Die Französinnen gewinnen erstmals seit 16 Jahren wieder den Fed Cup. Im Final in Perth setzt sich das Team von Captain Julien Benneteau gegen Gastgeber Australien 3:2 durch.

Die grosse Figur beim dritten Titel von Frankreich nach 1997 und 2003 war Kristina Mladenovic. Die Nummer 40 der Weltrangliste gewann beide Einzel und auch das entscheidende Doppel an der Seite von Caroline Garcia.

Für die Australierinnen geht damit das Warten auf den achten Titel im Fed Cup weiter. Der letzte Triumph im seit 1963 jährlich ausgetragenen Nationen-Wettbewerb der Frauen liegt bereits 45 Jahre zurück. Ashleigh Barty verpasste es zugleich, ihre herausragende Saison mit einem speziell emotionalen Mannschaftstitel zu krönen. Die 23-jährige Australierin gewann in diesem Jahr das French Open und die WTA Finals und beendet die Saison auf Platz 1 der Weltrangliste.

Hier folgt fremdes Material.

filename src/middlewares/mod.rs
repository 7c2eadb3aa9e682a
pub mod session_gate;
use serde::Deserialize;

#[derive(Debug, Default, Deserialize)]
pub struct TrendParams {
    pub days: Option<u32>,
}

#[derive(Debug, Default, Deserialize)]
pub struct TopProductsParams {
    pub limit: Option<usize>,
}
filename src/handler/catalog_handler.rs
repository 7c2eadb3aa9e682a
use std::sync::Arc;

use axum::extract::{Multipart, Path, Query, State};
use axum::http::StatusCode;
use axum::response::IntoResponse;
use axum::Json;
use serde_json::json;
use tracing::{debug, error};
use validator::Validate;

use crate::dto::catalog_dto::{CategoryRequest, ImageFolder, ImageUpload, SubcategoryListParams, SubcategoryRequest};
use crate::service::catalog_service::CatalogService;
use crate::util::error::HandlerError;

pub async fn list_categories_handler(
    State(service): State<Arc<dyn CatalogService>>,
) -> Result<impl IntoResponse, HandlerError> {
    Ok(Json(service.list_categories().await?))
}

pub async fn create_category_handler(
    State(service): State<Arc<dyn CatalogService>>,
    Json(payload): Json<CategoryRequest>,
) -> Result<impl IntoResponse, HandlerError> {
    payload.validate().map_err(HandlerError::validation)?;
    let created = service.create_category(payload).await?;
    Ok((StatusCode::CREATED, Json(created)))
}

pub async fn update_category_handler(
    State(service): State<Arc<dyn CatalogService>>,
    Path(id): Path<String>,
    Json(payload): Json<CategoryRequest>,
) -> Result<impl IntoResponse, HandlerError> {
    payload.validate().map_err(HandlerError::validation)?;
    Ok(Json(service.update_category(&id, payload).await?))
}

pub async fn delete_category_handler(
    State(service): State<Arc<dyn CatalogService>>,
    Path(id): Path<String>,
) -> Result<impl IntoResponse, HandlerError> {
    service.delete_category(&id).await?;
    Ok(StatusCode::NO_CONTENT)
}

pub async fn list_subcategories_handler(
    State(service): State<Arc<dyn CatalogService>>,
    Query(params): Query<SubcategoryListParams>,
) -> Result<impl IntoResponse, HandlerError> {
    Ok(Json(service.list_subcategories(params.category_id.as_deref()).await?))
}

pub async fn create_subcategory_handler(
    State(service): State<Arc<dyn CatalogService>>,
    Json(payload): Json<SubcategoryRequest>,
) -> Result<impl IntoResponse, HandlerError> {
    payload.validate().map_err(HandlerError::validation)?;
    let created = service.create_subcategory(payload).await?;
    Ok((StatusCode::CREATED, Json(created)))
}

pub async fn update_subcategory_handler(
    State(service): State<Arc<dyn CatalogService>>,
    Path(id): Path<String>,
    Json(payload): Json<SubcategoryRequest>,
) -> Result<impl IntoResponse, HandlerError> {
    payload.validate().map_err(HandlerError::validation)?;
    Ok(Json(service.update_subcategory(&id, payload).await?))
}

pub async fn delete_subcategory_handler(
    State(service): State<Arc<dyn CatalogService>>,
    Path(id): Path<String>,
) -> Result<impl IntoResponse, HandlerError> {
    service.delete_subcategory(&id).await?;
    Ok(StatusCode::NO_CONTENT)
}

// POST /images (multipart: `folder`, `file`)
pub async fn upload_image_handler(
    State(service): State<Arc<dyn CatalogService>>,
    mut multipart: Multipart,
) -> Result<impl IntoResponse, HandlerError> {
    let mut folder: Option<ImageFolder> = None;
    let mut file: Option<(String, String, Vec<u8>)> = None;

    while let Some(field) = multipart.next_field().await.map_err(|e| {
        error!("Error getting next multipart field: {}", e);
        HandlerError::bad_request(format!("Failed to read multipart body: {}", e))
    })? {
        let name = field.name().map(|s| s.to_string()).unwrap_or_default();
        debug!("Processing field: {}", name);
        match name.as_str() {
            "folder" => {
                let raw = field
                    .text()
                    .await
                    .map_err(|e| HandlerError::bad_request(format!("Failed to read folder: {}", e)))?;
                folder = Some(raw.parse::<ImageFolder>().map_err(HandlerError::bad_request)?);
            }
            "file" => {
                let file_name = field.file_name().map(|s| s.to_string()).unwrap_or_default();
                let content_type = field.content_type().map(|s| s.to_string()).unwrap_or_default();
                let data = field
                    .bytes()
                    .await
                    .map_err(|e| HandlerError::bad_request(format!("Failed to read file: {}", e)))?;
                file = Some((file_name, content_type, data.to_vec()));
            }
            _ => debug!("Ignoring unexpected field: {}", name),
        }
    }

    let folder = folder.ok_or_else(|| HandlerError::bad_request("Missing folder field"))?;
    let (file_name, content_type, data) = file.ok_or_else(|| HandlerError::bad_request("Missing file field"))?;
    if file_name.is_empty() {
        return Err(HandlerError::bad_request("Uploaded file has no name"));
    }

    let url = service
        .upload_image(ImageUpload { folder, file_name, content_type, data })
        .await?;
    Ok((StatusCode::CREATED, Json(json!({ "url": url }))))
}
#[tokio::test]
async fn test_delete_requires_prior_confirmation() {
    let h = mounted(true).await;
    let forged = DeleteConfirmation {
        id: "q11".to_string(),
        prior_status: StatusValue::Known(QuoteStatus::Approved),
        filters: BoardFilters::default(),
    };
    assert!(matches!(h.controller.confirm_delete(&forged).await, Err(BoardError::NotConfirmed(_))));

    let confirmation = h.controller.request_delete("q11").await.unwrap();
    h.controller.cancel_delete().await;
    assert!(matches!(h.controller.confirm_delete(&confirmation).await, Err(BoardError::NotConfirmed(_))));
    assert_eq!(h.service.delete_calls.load(Ordering::SeqCst), 0);
}

#[tokio::test]
async fn test_confirmed_delete_updates_counts_and_reruns_query() {
    let h = mounted(true).await;
    // q11 is approved
    let confirmation = h.controller.request_delete("q11").await.unwrap();
    assert_eq!(confirmation.prior_status, StatusValue::Known(QuoteStatus::Approved));

    h.controller.confirm_delete(&confirmation).await.unwrap();
    assert_eq!(h.service.delete_calls.load(Ordering::SeqCst), 1);

    let board = h.controller.snapshot().await;
    assert!(board.row("q11").is_none());
    assert_eq!(board.total, 11);
    assert_eq!(board.rows.len(), 10);
    assert_eq!(board.counts.get(QuoteStatus::Approved), 5);
    assert_eq!(board.counts.get(QuoteStatus::Pending), 6);
    assert!(board.pending_delete.is_none());
    assert!(has_notice(&board, NoticeLevel::Success, QUOTE_DELETED));
}

#[tokio::test]
async fn test_failed_delete_only_clears_busy_flag() {
    let h = mounted(true).await;
    h.service.fail_delete.store(true, Ordering::SeqCst);
    let confirmation = h.controller.request_delete("q10").await.unwrap();

    assert!(matches!(h.controller.confirm_delete(&confirmation).await, Err(BoardError::Remote(_))));
    let board = h.controller.snapshot().await;
    assert!(board.row("q10").is_some_and(|r| !r.is_deleting));
    assert_eq!(board.total, 12);
    assert_eq!(board.counts.get(QuoteStatus::Pending), 6);
    assert!(has_notice(&board, NoticeLevel::Error, QUOTE_DELETE_FAILED));
}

Der Fed-Cup-Final im westaustralischen Perth war der letzte in dieser Form. Im kommenden Jahr ändert der Modus. Der Sieger wird während einer Final-Woche mit zwölf Teams im April in Budapest gekürt. Die Schweiz muss sich dafür im Heimspiel in Biel am Wochenende des 7./8. Februar gegen Kanada qualifizieren.